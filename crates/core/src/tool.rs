//! Tool types - the abstraction over remote tool servers.
//!
//! Tools live on external JSON-RPC servers. A `ToolServer` exposes the static
//! catalog it advertised at connect time and performs calls by name. The
//! resolved, per-conversation catalog that dispatches across servers lives in
//! `shopwire-tools`.

use async_trait::async_trait;
use serde::{Deserialize, Serialize};

use crate::error::ToolError;
use crate::provider::ToolDefinition;

/// A request to execute a tool, as emitted by the model.
#[derive(Debug, Clone, Serialize, Deserialize)]
pub struct ToolCall {
    /// Unique call ID (matches the model's tool_call.id)
    pub id: String,

    /// Name of the tool to execute
    pub name: String,

    /// Arguments as a JSON object
    pub arguments: serde_json::Value,
}

/// Failure classes a caller must tell apart.
#[derive(Debug, Clone, Copy, PartialEq, Eq, Serialize, Deserialize)]
#[serde(rename_all = "snake_case")]
pub enum ToolErrorKind {
    /// The tool demands an out-of-band authorization step
    AuthRequired,
    /// Anything else; explained back to the model as text
    Other,
}

/// The normalized outcome of one tool call. Exactly one per `ToolCall`.
#[derive(Debug, Clone, Serialize, Deserialize)]
pub struct ToolResult {
    /// The call ID this result is for
    pub tool_call_id: String,

    /// Text content shown to the model
    pub content: String,

    pub is_error: bool,

    #[serde(default, skip_serializing_if = "Option::is_none")]
    pub error_kind: Option<ToolErrorKind>,
}

impl ToolResult {
    pub fn success(tool_call_id: impl Into<String>, content: impl Into<String>) -> Self {
        Self {
            tool_call_id: tool_call_id.into(),
            content: content.into(),
            is_error: false,
            error_kind: None,
        }
    }

    /// Build an error result from a tool failure, keeping the auth class.
    pub fn from_error(tool_call_id: impl Into<String>, err: &ToolError) -> Self {
        let kind = if err.is_auth_required() {
            ToolErrorKind::AuthRequired
        } else {
            ToolErrorKind::Other
        };
        Self {
            tool_call_id: tool_call_id.into(),
            content: format!("Error: {err}"),
            is_error: true,
            error_kind: Some(kind),
        }
    }

    pub fn is_auth_required(&self) -> bool {
        self.error_kind == Some(ToolErrorKind::AuthRequired)
    }
}

/// A tool as advertised by a server's `tools/list`.
#[derive(Debug, Clone, PartialEq, Serialize, Deserialize)]
pub struct ToolDescriptor {
    pub name: String,

    #[serde(default)]
    pub description: String,

    /// JSON Schema for the arguments
    #[serde(rename = "inputSchema", default = "empty_object_schema")]
    pub input_schema: serde_json::Value,
}

fn empty_object_schema() -> serde_json::Value {
    serde_json::json!({ "type": "object", "properties": {} })
}

impl ToolDescriptor {
    /// Convert into a ToolDefinition for sending to the model.
    pub fn to_definition(&self) -> ToolDefinition {
        ToolDefinition {
            name: self.name.clone(),
            description: self.description.clone(),
            parameters: self.input_schema.clone(),
        }
    }
}

/// A remote server hosting tools.
///
/// Each configured endpoint implements this trait. The catalog is fetched
/// once per conversation; calls return the server's raw result payload and
/// leave normalization to the caller.
#[async_trait]
pub trait ToolServer: Send + Sync {
    /// A label for logs and diagnostics.
    fn name(&self) -> &str;

    /// Fetch the server's tool catalog.
    async fn list_tools(&self) -> std::result::Result<Vec<ToolDescriptor>, ToolError>;

    /// Invoke `tool` with a JSON object of arguments.
    async fn call_tool(
        &self,
        tool: &str,
        arguments: serde_json::Value,
    ) -> std::result::Result<serde_json::Value, ToolError>;
}

#[cfg(test)]
mod tests {
    use super::*;

    #[test]
    fn descriptor_reads_input_schema_key() {
        let raw = serde_json::json!({
            "name": "search_shop_catalog",
            "description": "Search products",
            "inputSchema": { "type": "object", "properties": { "query": { "type": "string" } } }
        });
        let desc: ToolDescriptor = serde_json::from_value(raw).unwrap();
        let def = desc.to_definition();
        assert_eq!(def.name, "search_shop_catalog");
        assert_eq!(def.parameters["properties"]["query"]["type"], "string");
    }

    #[test]
    fn descriptor_defaults_missing_schema() {
        let desc: ToolDescriptor =
            serde_json::from_value(serde_json::json!({ "name": "get_cart" })).unwrap();
        assert_eq!(desc.input_schema["type"], "object");
        assert!(desc.description.is_empty());
    }

    #[test]
    fn error_result_keeps_auth_class() {
        let auth = ToolResult::from_error(
            "call_1",
            &ToolError::AuthRequired {
                tool_name: "get_orders".into(),
                message: "login".into(),
            },
        );
        assert!(auth.is_error);
        assert!(auth.is_auth_required());

        let generic = ToolResult::from_error("call_2", &ToolError::NotFound("nope".into()));
        assert_eq!(generic.error_kind, Some(ToolErrorKind::Other));
        assert!(generic.content.contains("nope"));
    }
}
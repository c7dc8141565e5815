//! Tool Invoker: one call in, one normalized `ToolResult` out.
//!
//! Remote failures never escape as errors. They become error results the
//! model can read, with authorization failures kept distinguishable so the
//! caller can be asked to sign in.

use serde_json::Value;
use shopwire_core::provider::ToolDefinition;
use shopwire_core::tool::{ToolCall, ToolResult};
use std::sync::Arc;
use tracing::{debug, warn};

use crate::catalog::ToolCatalog;
use crate::products::{ProductExtractor, ProductSummary};

/// Flatten a raw tool payload into model-readable text.
///
/// A list of typed content blocks yields its text blocks joined by newlines;
/// non-text blocks are dropped. Anything else is stringified.
pub fn normalize_content(raw: &Value) -> String {
    let blocks = match raw {
        Value::Array(items) => Some(items),
        Value::Object(map) => map.get("content").and_then(|c| c.as_array()),
        _ => None,
    };

    if let Some(blocks) = blocks.filter(|b| b.iter().all(|item| item.get("type").is_some())) {
        return blocks
            .iter()
            .filter(|b| b.get("type").and_then(|t| t.as_str()) == Some("text"))
            .filter_map(|b| b.get("text").and_then(|t| t.as_str()))
            .collect::<Vec<_>>()
            .join("\n");
    }

    match raw {
        Value::String(s) => s.clone(),
        other => other.to_string(),
    }
}

/// The outcome of one invocation, with any product side payload.
#[derive(Debug, Clone)]
pub struct ToolInvocation {
    pub result: ToolResult,
    pub products: Vec<ProductSummary>,
}

/// Dispatches calls against a resolved catalog.
#[derive(Clone)]
pub struct ToolInvoker {
    catalog: Arc<ToolCatalog>,
    products: ProductExtractor,
}

impl ToolInvoker {
    pub fn new(catalog: Arc<ToolCatalog>, products: ProductExtractor) -> Self {
        Self { catalog, products }
    }

    pub fn definitions(&self) -> Vec<ToolDefinition> {
        self.catalog.definitions()
    }

    /// Perform `call` and normalize the outcome.
    pub async fn invoke(&self, call: &ToolCall) -> ToolInvocation {
        debug!(tool = %call.name, call_id = %call.id, "Invoking tool");

        match self.catalog.call(&call.name, call.arguments.clone()).await {
            Ok(raw) => ToolInvocation {
                products: self.products.extract(&call.name, &raw),
                result: ToolResult::success(&call.id, normalize_content(&raw)),
            },
            Err(e) => {
                warn!(tool = %call.name, call_id = %call.id, error = %e, "Tool call failed");
                ToolInvocation {
                    result: ToolResult::from_error(&call.id, &e),
                    products: Vec::new(),
                }
            }
        }
    }
}
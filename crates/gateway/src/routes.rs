//! Route handlers.
//!
//! Endpoints:
//!
//! - `POST /chat`                         - Send a message, receive an SSE stream
//! - `GET  /conversations/{id}/messages`  - Persisted messages of a conversation
//! - `GET  /tools`                        - The tool catalog a new conversation sees
//! - `GET  /health`                       - Liveness

use axum::{
    extract::{Path, State},
    http::StatusCode,
    response::Json,
    response::sse::{Event as SseEvent, KeepAlive, Sse},
};
use serde::{Deserialize, Serialize};
use shopwire_agent::ChatRequest;
use shopwire_core::message::ConversationId;
use shopwire_core::tool::ToolDescriptor;
use std::convert::Infallible;
use tokio_stream::StreamExt;
use tokio_util::sync::CancellationToken;
use tracing::{error, info};

use crate::SharedState;

#[derive(Debug, Serialize, Deserialize)]
pub struct ErrorResponse {
    pub error: String,
}

type ApiError = (StatusCode, Json<ErrorResponse>);

fn api_error(status: StatusCode, error: impl Into<String>) -> ApiError {
    (
        status,
        Json(ErrorResponse {
            error: error.into(),
        }),
    )
}

// ── Health ────────────────────────────────────────────────────────────────

#[derive(Debug, Serialize, Deserialize)]
pub struct HealthResponse {
    pub status: String,
    pub version: String,
    pub store: String,
}

pub async fn health_handler(State(state): State<SharedState>) -> Json<HealthResponse> {
    Json(HealthResponse {
        status: "ok".into(),
        version: env!("CARGO_PKG_VERSION").into(),
        store: state.orchestrator.store_name().into(),
    })
}

// ── Chat ──────────────────────────────────────────────────────────────────

/// `POST /chat` - run one turn and stream its events.
///
/// Each SSE event is named after the event type and carries the event's JSON.
/// Dropping the response (client disconnect) cancels the turn.
pub async fn chat_handler(
    State(state): State<SharedState>,
    Json(payload): Json<ChatRequest>,
) -> Result<Sse<impl futures::Stream<Item = Result<SseEvent, Infallible>>>, ApiError> {
    if payload.message.trim().is_empty() {
        return Err(api_error(StatusCode::BAD_REQUEST, "message must not be empty"));
    }
    info!(
        conversation_id = payload.conversation_id.as_deref().unwrap_or("(new)"),
        prompt_type = payload.prompt_type.as_deref().unwrap_or("(default)"),
        "Chat request"
    );

    let cancel = CancellationToken::new();
    let turn = state.orchestrator.start_turn(payload, cancel.clone());
    let disconnect_guard = cancel.drop_guard();

    let stream = turn.map(move |event| {
        let _ = &disconnect_guard;
        let data = serde_json::to_string(&event).unwrap_or_default();
        Ok(SseEvent::default().event(event.event_type()).data(data))
    });

    Ok(Sse::new(stream).keep_alive(KeepAlive::default()))
}

// ── History ───────────────────────────────────────────────────────────────

#[derive(Debug, Serialize, Deserialize)]
pub struct HistoryEntry {
    pub role: String,
    pub content: String,
    #[serde(default, skip_serializing_if = "Option::is_none")]
    pub tool_call_id: Option<String>,
    pub created_at: String,
}

#[derive(Debug, Serialize, Deserialize)]
pub struct HistoryResponse {
    pub conversation_id: String,
    pub messages: Vec<HistoryEntry>,
}

/// `GET /conversations/{id}/messages` - unknown ids yield an empty list.
pub async fn conversation_messages_handler(
    State(state): State<SharedState>,
    Path(id): Path<String>,
) -> Result<Json<HistoryResponse>, ApiError> {
    let conversation_id = ConversationId(id);
    let rows = state
        .orchestrator
        .history(&conversation_id)
        .await
        .map_err(|e| {
            error!(conversation_id = %conversation_id, error = %e, "History read failed");
            api_error(StatusCode::INTERNAL_SERVER_ERROR, e.to_string())
        })?;

    let messages = rows
        .into_iter()
        .map(|row| HistoryEntry {
            role: row.role.as_str().into(),
            content: row.content.to_text(),
            tool_call_id: row.tool_call_id,
            created_at: row.created_at.to_rfc3339(),
        })
        .collect();

    Ok(Json(HistoryResponse {
        conversation_id: conversation_id.0,
        messages,
    }))
}

// ── Tools ─────────────────────────────────────────────────────────────────

#[derive(Debug, Serialize, Deserialize)]
pub struct ToolListResponse {
    pub count: usize,
    pub tools: Vec<ToolDescriptor>,
}

pub async fn list_tools_handler(State(state): State<SharedState>) -> Json<ToolListResponse> {
    let tools = state.orchestrator.tools().await;
    Json(ToolListResponse {
        count: tools.len(),
        tools,
    })
}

..........

WHAT YOU ARE ASKED TO DO: Which lines above include the string "query"? Show them.

SOLUTION:
            "inputSchema": { "type": "object", "properties": { "query": { "type": "string" } } }
        assert_eq!(def.parameters["properties"]["query"]["type"], "string");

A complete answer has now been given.